Once again, Alaska Permanent Fund Corp. trustee Gabrielle Rubenstein is making headlines for all the wrong reasons. After a disastrous turn promoting a private-equity investment plan that other members of the APFC board of trustees declined to back (and, while doing so, making a series of erroneous and misinformed statements before a global audience of financial professionals), a series of emails supplied to the Alaska Landmine political news website revealed further misbehavior by Rubenstein behind the scenes at the state corporation charged with managing the state’s nest egg.
The emails, by all appearances, look to be an intentional effort by APFC chief investment officer Marcus Frampton to document destabilizing and improper actions by Rubenstein related to the Permanent Fund’s management. Specifically, Frampton raised concerns about Rubenstein’s repeated urging for the fund to increase its investment with firms and figures with whom she had business or family connections, a massive red flag for potential conflicts of interest.

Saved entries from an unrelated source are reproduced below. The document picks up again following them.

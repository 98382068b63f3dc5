//! Field selector for substring search

use serde::{Deserialize, Serialize};

use super::Record;

/// Selects which text field of a [`Record`] a search looks at.
#[derive(Debug, Clone, Copy, PartialEq, Eq, Hash, Serialize, Deserialize)]
#[serde(rename_all = "lowercase")]
pub enum SearchField {
    /// The headword
    Key,
    /// The translation text
    Translation,
    /// The free-form note
    Note,
}

impl SearchField {
    /// Returns the selected field's text
    pub fn text<'a>(&self, record: &'a Record) -> &'a str {
        match self {
            SearchField::Key => record.key(),
            SearchField::Translation => record.translation(),
            SearchField::Note => record.note(),
        }
    }

    /// Returns the lowercase field name used on the wire
    pub fn as_str(&self) -> &'static str {
        match self {
            SearchField::Key => "key",
            SearchField::Translation => "translation",
            SearchField::Note => "note",
        }
    }
}
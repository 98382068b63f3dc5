//! The AVL-balanced ordered store

use std::cmp::Ordering;

use crate::observability::StoreMetrics;
use crate::record::{Record, SearchField};

use super::errors::{StoreError, StoreResult};
use super::fold::{cmp_ignore_case, contains_folded, fold, FoldedKey};
use super::iter::Iter;
use super::node::{self, rebalance, Link, Node};

/// What [`OrderedStore::insert`] did with the record it was given.
#[derive(Debug, Clone, Copy, PartialEq, Eq)]
pub enum InsertOutcome {
    /// A new node was added and the path to the root rebalanced
    Inserted,
    /// A record with the same key (ignoring case) was already present;
    /// the new record was dropped and the tree is unchanged
    Ignored,
}

impl InsertOutcome {
    /// Returns true if the record was added
    pub fn is_inserted(&self) -> bool {
        matches!(self, InsertOutcome::Inserted)
    }
}

/// In-memory, case-insensitive, key-ordered record store.
#[derive(Debug, Default)]
pub struct OrderedStore {
    root: Link,
    len: usize,
    metrics: StoreMetrics,
}

impl OrderedStore {
    /// Creates an empty store
    pub fn new() -> Self {
        Self::default()
    }

    /// Inserts a record, keeping the tree balanced.
    ///
    /// If a record whose key matches ignoring case already exists, the
    /// existing record is kept and `record` is dropped.
    pub fn insert(&mut self, record: Record) -> InsertOutcome {
        let folded = FoldedKey::new(record.key());
        let mut state = InsertState {
            outcome: InsertOutcome::Ignored,
            rotations: 0,
        };

        let root = insert_into(self.root.take(), record, folded, &mut state);
        self.root = Some(root);

        match state.outcome {
            InsertOutcome::Inserted => {
                self.len += 1;
                self.metrics.increment_inserts();
                self.metrics.add_rotations(state.rotations);
            }
            InsertOutcome::Ignored => self.metrics.increment_duplicates_ignored(),
        }
        state.outcome
    }

    /// Returns true if a record with this key (ignoring case) is stored
    pub fn member(&self, key: &str) -> bool {
        self.get(key).is_some()
    }

    /// Returns the record stored under this key, ignoring case
    pub fn get(&self, key: &str) -> Option<&Record> {
        self.metrics.increment_point_lookups();
        let probe = FoldedKey::new(key);

        let mut link = &self.root;
        while let Some(node) = link {
            match probe.cmp(&node.folded) {
                Ordering::Less => link = &node.left,
                Ordering::Greater => link = &node.right,
                Ordering::Equal => return Some(&node.record),
            }
        }
        None
    }

    /// Returns every record in ascending key order
    pub fn all_records(&self) -> Vec<&Record> {
        self.iter().collect()
    }

    /// Iterates records in ascending key order
    pub fn iter(&self) -> Iter<'_> {
        Iter::new(&self.root, self.len)
    }

    /// Returns the record with the smallest key
    pub fn first(&self) -> StoreResult<&Record> {
        let mut node = self.root.as_deref().ok_or_else(|| StoreError::empty("first"))?;
        while let Some(left) = node.left.as_deref() {
            node = left;
        }
        Ok(&node.record)
    }

    /// Returns the record with the largest key
    pub fn last(&self) -> StoreResult<&Record> {
        let mut node = self.root.as_deref().ok_or_else(|| StoreError::empty("last"))?;
        while let Some(right) = node.right.as_deref() {
            node = right;
        }
        Ok(&node.record)
    }

    /// Returns the record with the greatest key strictly less than `key`.
    ///
    /// `key` does not have to be stored.
    pub fn predecessor(&self, key: &str) -> Option<&Record> {
        self.metrics.increment_neighbor_lookups();
        let probe = FoldedKey::new(key);

        let mut candidate = None;
        let mut link = &self.root;
        while let Some(node) = link {
            if node.folded < probe {
                candidate = Some(&node.record);
                link = &node.right;
            } else {
                link = &node.left;
            }
        }
        candidate
    }

    /// Returns the record with the smallest key strictly greater than `key`.
    pub fn successor(&self, key: &str) -> Option<&Record> {
        self.metrics.increment_neighbor_lookups();
        let probe = FoldedKey::new(key);

        let mut candidate = None;
        let mut link = &self.root;
        while let Some(node) = link {
            if node.folded > probe {
                candidate = Some(&node.record);
                link = &node.left;
            } else {
                link = &node.right;
            }
        }
        candidate
    }

    /// Returns all records whose `field` contains `word`, ignoring case,
    /// in ascending key order.
    ///
    /// Visits every node: substring matches do not follow key order.
    pub fn find_by_field(&self, word: &str, field: SearchField) -> Vec<&Record> {
        self.metrics.increment_field_scans();
        let needle = fold(word);
        let mut matches = Vec::new();
        collect_matches(&self.root, &needle, field, &mut matches);
        matches
    }

    /// Records whose key contains `word`
    pub fn with_word(&self, word: &str) -> Vec<&Record> {
        self.find_by_field(word, SearchField::Key)
    }

    /// Records whose translation contains `word`
    pub fn with_word_in_translation(&self, word: &str) -> Vec<&Record> {
        self.find_by_field(word, SearchField::Translation)
    }

    /// Number of stored records
    pub fn len(&self) -> usize {
        self.len
    }

    /// Returns true if no records are stored
    pub fn is_empty(&self) -> bool {
        self.root.is_none()
    }

    /// Height of the tree, 0 when empty
    pub fn height(&self) -> u32 {
        node::height(&self.root)
    }

    /// Counters for this store
    pub fn metrics(&self) -> &StoreMetrics {
        &self.metrics
    }

    /// Walks the whole tree and checks every structural invariant.
    ///
    /// Checks cached heights, the balance bound, strict key order, the
    /// cached folded keys and the record count.
    pub fn validate(&self) -> StoreResult<()> {
        let mut walk = Validation {
            previous: None,
            count: 0,
        };
        walk.check(&self.root)?;

        if walk.count != self.len {
            return Err(StoreError::invariant_violated(format!(
                "store reports {} records but tree holds {}",
                self.len, walk.count
            )));
        }
        Ok(())
    }
}

impl FromIterator<Record> for OrderedStore {
    fn from_iter<I: IntoIterator<Item = Record>>(iter: I) -> Self {
        let mut store = OrderedStore::new();
        store.extend(iter);
        store
    }
}

impl Extend<Record> for OrderedStore {
    fn extend<I: IntoIterator<Item = Record>>(&mut self, iter: I) {
        for record in iter {
            self.insert(record);
        }
    }
}

impl<'a> IntoIterator for &'a OrderedStore {
    type Item = &'a Record;
    type IntoIter = Iter<'a>;

    fn into_iter(self) -> Self::IntoIter {
        self.iter()
    }
}

struct InsertState {
    outcome: InsertOutcome,
    rotations: u64,
}

fn insert_into(link: Link, record: Record, folded: FoldedKey, state: &mut InsertState) -> Box<Node> {
    let mut node = match link {
        None => {
            state.outcome = InsertOutcome::Inserted;
            return Node::leaf(record, folded);
        }
        Some(node) => node,
    };

    match folded.cmp(&node.folded) {
        Ordering::Less => {
            node.left = Some(insert_into(node.left.take(), record, folded, state));
        }
        Ordering::Greater => {
            node.right = Some(insert_into(node.right.take(), record, folded, state));
        }
        Ordering::Equal => return node,
    }

    // Nothing below changed shape
    if state.outcome == InsertOutcome::Ignored {
        return node;
    }

    let (node, rotations) = rebalance(node);
    state.rotations += rotations;
    node
}

fn collect_matches<'a>(link: &'a Link, needle: &str, field: SearchField, out: &mut Vec<&'a Record>) {
    if let Some(node) = link {
        collect_matches(&node.left, needle, field, out);

        let hit = match field {
            SearchField::Key => node.folded.as_str().contains(needle),
            _ => contains_folded(field.text(&node.record), needle),
        };
        if hit {
            out.push(&node.record);
        }

        collect_matches(&node.right, needle, field, out);
    }
}

struct Validation<'a> {
    previous: Option<&'a Record>,
    count: usize,
}

impl<'a> Validation<'a> {
    /// In-order walk; returns the recomputed height of `link`
    fn check(&mut self, link: &'a Link) -> StoreResult<u32> {
        let node = match link {
            Some(node) => node,
            None => return Ok(0),
        };

        let left = self.check(&node.left)?;

        let key = node.record.key();
        if node.folded != FoldedKey::new(key) {
            return Err(StoreError::invariant_violated(format!(
                "cached folded key '{}' does not match key '{}'",
                node.folded, key
            )));
        }
        if let Some(previous) = self.previous {
            if cmp_ignore_case(previous.key(), key) != Ordering::Less {
                return Err(StoreError::invariant_violated(format!(
                    "key '{}' does not sort after '{}'",
                    key,
                    previous.key()
                )));
            }
        }
        self.previous = Some(&node.record);
        self.count += 1;

        let right = self.check(&node.right)?;

        let expected = 1 + left.max(right);
        if node.height != expected {
            return Err(StoreError::invariant_violated(format!(
                "node '{}' has height {} but children give {}",
                key, node.height, expected
            )));
        }
        if left.abs_diff(right) > 1 {
            return Err(StoreError::invariant_violated(format!(
                "node '{}' is unbalanced: left {} right {}",
                key, left, right
            )));
        }
        Ok(expected)
    }
}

In fairness to Rubenstein, it would be difficult for her to avoid conversations with some of the people involved — one is her father David Rubenstein, co-founder of the massive Carlyle Group private equity firm. In addition, her experience with her own private equity firm, Manna Tree, brings her into regular contact with other financiers and investors, especially those with whom she has financial relationships. But it’s the tenor of those conversations and the fact that they specifically discuss APFC business that is troubling. As Frampton noted, Rubenstein regularly suggested that the Permanent Fund invest with firms or individuals with whom she had financial connections — which, while not necessarily illegal on its face, certainly smacks of the kind of self-dealing that anticorruption laws and the Alaska Executive Branch Ethics Act are designed to prevent. And as someone who has purportedly spent years in the world of finance, Rubenstein should be well aware that such actions are improper, and at the very least tarnish the reputation of Alaska’s signature sovereign wealth fund. It’s a reputation that has taken decades of ethical and professional management to build, and Alaskans should be very concerned about the potential for it to be torn down.
And Rubenstein’s antics don’t stop at conflicts of interest. Another communique indicated that she has — or at least believes she has — an inside line to the governor’s office, telling Frampton that current APFC board chairman Ethan Schutt will not be reappointed when his term ends this summer. That’s the sort of palace intrigue more suitable to reality TV shows than financial management, and it raises the question: Assuming Rubenstein is right about the governor’s plans, why is Gov. Mike Dunleavy more comfortable with her as a trustee than with Schutt, who has served credibly for his tenure on the board?
As we’ve noted before, as the Permanent Fund has grown and taken on greater significance in providing for the state’s budget needs, the process by which APFC trustees are selected — all by the governor, with no confirmation role for the Legislature — has revealed itself as a serious imbalance in the state’s power structure. It’s past time that we amended the laws related to the management of the Permanent Fund to add a requirement for legislative confirmation of all trustee appointments.
When the APFC board removed former CEO Angela Rodell, who oversaw the most successful investment period of the Fund’s history, legislators were rightly concerned and held hearings that helped bring to light the circumstances that led to Rodell’s ouster. They should do the same with regard to Rubenstein’s improper communications, in an effort to make clear what else has been going on out of public view that, if left unchecked, could damage the Permanent Fund’s credibility and investor confidence. Why doesn’t the Legislature do anything about this? And for his part, Gov. Dunleavy continues to exhibit a perplexing willingness to stand by Rubenstein as a trustee despite the difficult positions in which she continues to put the fund’s management professionals, repeatedly testing their ethical standards for dispassionate investing. Why does the governor continue to tolerate her silliness and impropriety on behalf of the state? There is no earthly reason for her to be a trustee of Alaska’s Permanent Fund — at least not as long as professional, competent management is desired.
The Permanent Fund Corp.’s personnel, by documenting Rubenstein’s behavior, are performing a service to Alaskans who depend on the revenue the Fund provides for essential services. But it’s an open question how long they can maintain their professionalism — or keep their jobs — if legislators and Alaskans alike don’t show them support by getting to the bottom of Rubenstein’s half-cocked antics.